» **What to produce**:
Take every line from the material that has the word "Orientation" in it.
[Material provided — start]
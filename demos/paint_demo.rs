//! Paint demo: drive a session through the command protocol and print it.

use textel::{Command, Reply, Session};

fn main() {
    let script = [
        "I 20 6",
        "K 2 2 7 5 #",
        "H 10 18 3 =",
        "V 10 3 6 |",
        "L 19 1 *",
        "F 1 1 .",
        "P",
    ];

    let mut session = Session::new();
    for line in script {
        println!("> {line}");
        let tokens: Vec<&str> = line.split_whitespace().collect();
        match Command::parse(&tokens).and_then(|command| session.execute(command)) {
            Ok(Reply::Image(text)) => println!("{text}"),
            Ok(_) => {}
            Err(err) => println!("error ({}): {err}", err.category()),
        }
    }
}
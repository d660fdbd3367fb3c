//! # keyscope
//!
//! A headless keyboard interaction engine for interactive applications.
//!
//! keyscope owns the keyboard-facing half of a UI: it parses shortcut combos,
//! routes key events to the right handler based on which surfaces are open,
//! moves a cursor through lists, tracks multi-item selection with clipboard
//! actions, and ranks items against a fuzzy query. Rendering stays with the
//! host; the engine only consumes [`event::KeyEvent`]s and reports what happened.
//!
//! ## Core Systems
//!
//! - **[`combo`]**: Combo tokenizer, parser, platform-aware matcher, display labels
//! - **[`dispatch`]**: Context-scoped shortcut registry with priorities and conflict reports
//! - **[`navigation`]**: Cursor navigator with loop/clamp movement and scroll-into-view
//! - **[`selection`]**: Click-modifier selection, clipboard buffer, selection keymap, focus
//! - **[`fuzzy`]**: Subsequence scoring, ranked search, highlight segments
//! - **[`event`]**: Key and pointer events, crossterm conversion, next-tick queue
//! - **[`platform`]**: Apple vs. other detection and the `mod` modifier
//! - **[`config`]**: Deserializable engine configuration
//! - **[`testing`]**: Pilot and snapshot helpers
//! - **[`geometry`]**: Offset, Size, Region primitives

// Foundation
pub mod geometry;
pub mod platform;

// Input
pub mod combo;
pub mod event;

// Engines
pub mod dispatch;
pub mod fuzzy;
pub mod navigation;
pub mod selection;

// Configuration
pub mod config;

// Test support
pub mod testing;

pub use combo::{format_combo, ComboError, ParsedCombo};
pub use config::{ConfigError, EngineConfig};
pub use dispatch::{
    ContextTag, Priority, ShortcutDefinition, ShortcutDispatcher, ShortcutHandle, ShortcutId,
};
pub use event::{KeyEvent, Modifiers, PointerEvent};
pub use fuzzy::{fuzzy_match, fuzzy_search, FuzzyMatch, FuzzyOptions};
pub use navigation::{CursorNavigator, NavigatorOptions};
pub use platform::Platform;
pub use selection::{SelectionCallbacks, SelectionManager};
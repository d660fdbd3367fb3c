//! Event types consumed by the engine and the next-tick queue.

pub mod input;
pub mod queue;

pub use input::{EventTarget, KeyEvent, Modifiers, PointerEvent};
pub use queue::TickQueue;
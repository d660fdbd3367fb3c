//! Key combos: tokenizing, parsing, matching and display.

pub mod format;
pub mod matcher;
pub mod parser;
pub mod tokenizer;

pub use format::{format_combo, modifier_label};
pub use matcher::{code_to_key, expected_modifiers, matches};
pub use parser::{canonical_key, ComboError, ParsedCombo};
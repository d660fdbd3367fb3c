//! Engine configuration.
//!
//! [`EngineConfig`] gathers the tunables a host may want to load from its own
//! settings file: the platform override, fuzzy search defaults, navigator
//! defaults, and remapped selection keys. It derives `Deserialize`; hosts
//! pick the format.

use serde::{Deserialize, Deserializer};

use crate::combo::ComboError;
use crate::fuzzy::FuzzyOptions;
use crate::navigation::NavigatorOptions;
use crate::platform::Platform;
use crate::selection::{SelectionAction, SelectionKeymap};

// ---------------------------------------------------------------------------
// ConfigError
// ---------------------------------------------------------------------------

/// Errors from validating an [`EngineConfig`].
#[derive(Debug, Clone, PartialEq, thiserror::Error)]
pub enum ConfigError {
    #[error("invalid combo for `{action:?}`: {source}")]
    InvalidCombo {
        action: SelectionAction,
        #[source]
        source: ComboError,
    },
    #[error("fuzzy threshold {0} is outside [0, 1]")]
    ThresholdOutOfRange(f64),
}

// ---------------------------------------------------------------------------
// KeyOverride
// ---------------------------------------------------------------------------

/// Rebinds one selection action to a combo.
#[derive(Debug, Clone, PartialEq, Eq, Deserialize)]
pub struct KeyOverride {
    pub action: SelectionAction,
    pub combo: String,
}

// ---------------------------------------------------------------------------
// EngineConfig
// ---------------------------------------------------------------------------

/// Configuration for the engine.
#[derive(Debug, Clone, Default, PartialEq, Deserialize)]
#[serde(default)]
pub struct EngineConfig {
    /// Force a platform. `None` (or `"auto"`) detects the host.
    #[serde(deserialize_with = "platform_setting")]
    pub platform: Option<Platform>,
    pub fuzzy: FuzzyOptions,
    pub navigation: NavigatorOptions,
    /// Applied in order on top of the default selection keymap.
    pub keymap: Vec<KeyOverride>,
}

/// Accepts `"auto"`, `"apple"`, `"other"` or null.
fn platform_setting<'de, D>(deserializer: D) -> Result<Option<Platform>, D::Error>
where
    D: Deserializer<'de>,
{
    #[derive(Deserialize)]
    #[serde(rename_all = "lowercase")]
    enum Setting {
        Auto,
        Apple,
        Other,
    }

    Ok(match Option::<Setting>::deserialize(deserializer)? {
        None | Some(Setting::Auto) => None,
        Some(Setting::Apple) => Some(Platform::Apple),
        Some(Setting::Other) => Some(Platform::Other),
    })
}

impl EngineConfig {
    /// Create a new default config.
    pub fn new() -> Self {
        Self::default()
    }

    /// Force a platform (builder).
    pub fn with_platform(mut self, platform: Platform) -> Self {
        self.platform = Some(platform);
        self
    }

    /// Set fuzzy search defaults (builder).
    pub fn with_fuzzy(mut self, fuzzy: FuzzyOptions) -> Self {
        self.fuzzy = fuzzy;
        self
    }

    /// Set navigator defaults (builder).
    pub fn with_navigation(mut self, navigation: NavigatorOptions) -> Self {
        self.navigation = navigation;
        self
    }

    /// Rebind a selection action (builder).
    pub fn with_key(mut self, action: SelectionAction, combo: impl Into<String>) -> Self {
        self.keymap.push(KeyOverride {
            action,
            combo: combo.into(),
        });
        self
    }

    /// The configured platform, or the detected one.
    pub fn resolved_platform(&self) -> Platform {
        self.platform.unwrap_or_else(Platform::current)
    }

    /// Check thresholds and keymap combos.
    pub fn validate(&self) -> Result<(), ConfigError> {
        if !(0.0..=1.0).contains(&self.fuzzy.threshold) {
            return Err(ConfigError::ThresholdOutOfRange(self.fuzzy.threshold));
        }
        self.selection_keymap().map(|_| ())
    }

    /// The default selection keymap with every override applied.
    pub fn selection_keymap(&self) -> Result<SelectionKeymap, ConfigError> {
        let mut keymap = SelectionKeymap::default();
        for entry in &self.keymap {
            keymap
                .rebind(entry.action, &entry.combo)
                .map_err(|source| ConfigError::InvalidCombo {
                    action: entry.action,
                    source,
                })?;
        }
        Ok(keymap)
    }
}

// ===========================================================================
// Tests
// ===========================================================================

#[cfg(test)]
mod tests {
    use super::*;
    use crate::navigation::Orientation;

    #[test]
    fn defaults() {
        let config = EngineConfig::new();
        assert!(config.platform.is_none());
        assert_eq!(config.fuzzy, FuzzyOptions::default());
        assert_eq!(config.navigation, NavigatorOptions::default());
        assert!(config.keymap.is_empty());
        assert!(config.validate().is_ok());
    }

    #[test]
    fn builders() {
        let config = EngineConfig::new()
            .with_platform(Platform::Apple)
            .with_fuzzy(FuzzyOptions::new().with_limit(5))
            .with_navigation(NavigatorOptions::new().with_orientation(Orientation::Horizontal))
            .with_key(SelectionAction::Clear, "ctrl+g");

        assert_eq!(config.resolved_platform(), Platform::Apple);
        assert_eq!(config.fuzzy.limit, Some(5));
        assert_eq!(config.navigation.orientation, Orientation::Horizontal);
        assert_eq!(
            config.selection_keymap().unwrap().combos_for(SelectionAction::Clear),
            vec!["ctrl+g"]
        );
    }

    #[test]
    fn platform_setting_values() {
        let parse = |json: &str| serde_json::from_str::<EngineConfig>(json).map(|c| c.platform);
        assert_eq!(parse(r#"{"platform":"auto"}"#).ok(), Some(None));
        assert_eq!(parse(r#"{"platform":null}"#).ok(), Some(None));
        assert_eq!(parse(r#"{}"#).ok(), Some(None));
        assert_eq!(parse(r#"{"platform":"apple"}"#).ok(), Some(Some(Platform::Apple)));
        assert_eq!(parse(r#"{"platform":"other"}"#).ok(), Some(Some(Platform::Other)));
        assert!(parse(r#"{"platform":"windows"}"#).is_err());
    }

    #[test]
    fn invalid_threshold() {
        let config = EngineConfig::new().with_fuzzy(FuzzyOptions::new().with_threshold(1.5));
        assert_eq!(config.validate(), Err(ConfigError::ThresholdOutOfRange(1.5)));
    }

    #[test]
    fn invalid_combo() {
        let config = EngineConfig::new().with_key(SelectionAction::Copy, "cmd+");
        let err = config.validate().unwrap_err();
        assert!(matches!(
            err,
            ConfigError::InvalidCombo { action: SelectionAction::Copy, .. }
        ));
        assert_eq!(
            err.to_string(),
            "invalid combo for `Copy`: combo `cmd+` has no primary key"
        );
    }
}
[Material provided — finish]
» **Result below**:
    use crate::navigation::Orientation;
            .with_navigation(NavigatorOptions::new().with_orientation(Orientation::Horizontal))
        assert_eq!(config.navigation.orientation, Orientation::Horizontal);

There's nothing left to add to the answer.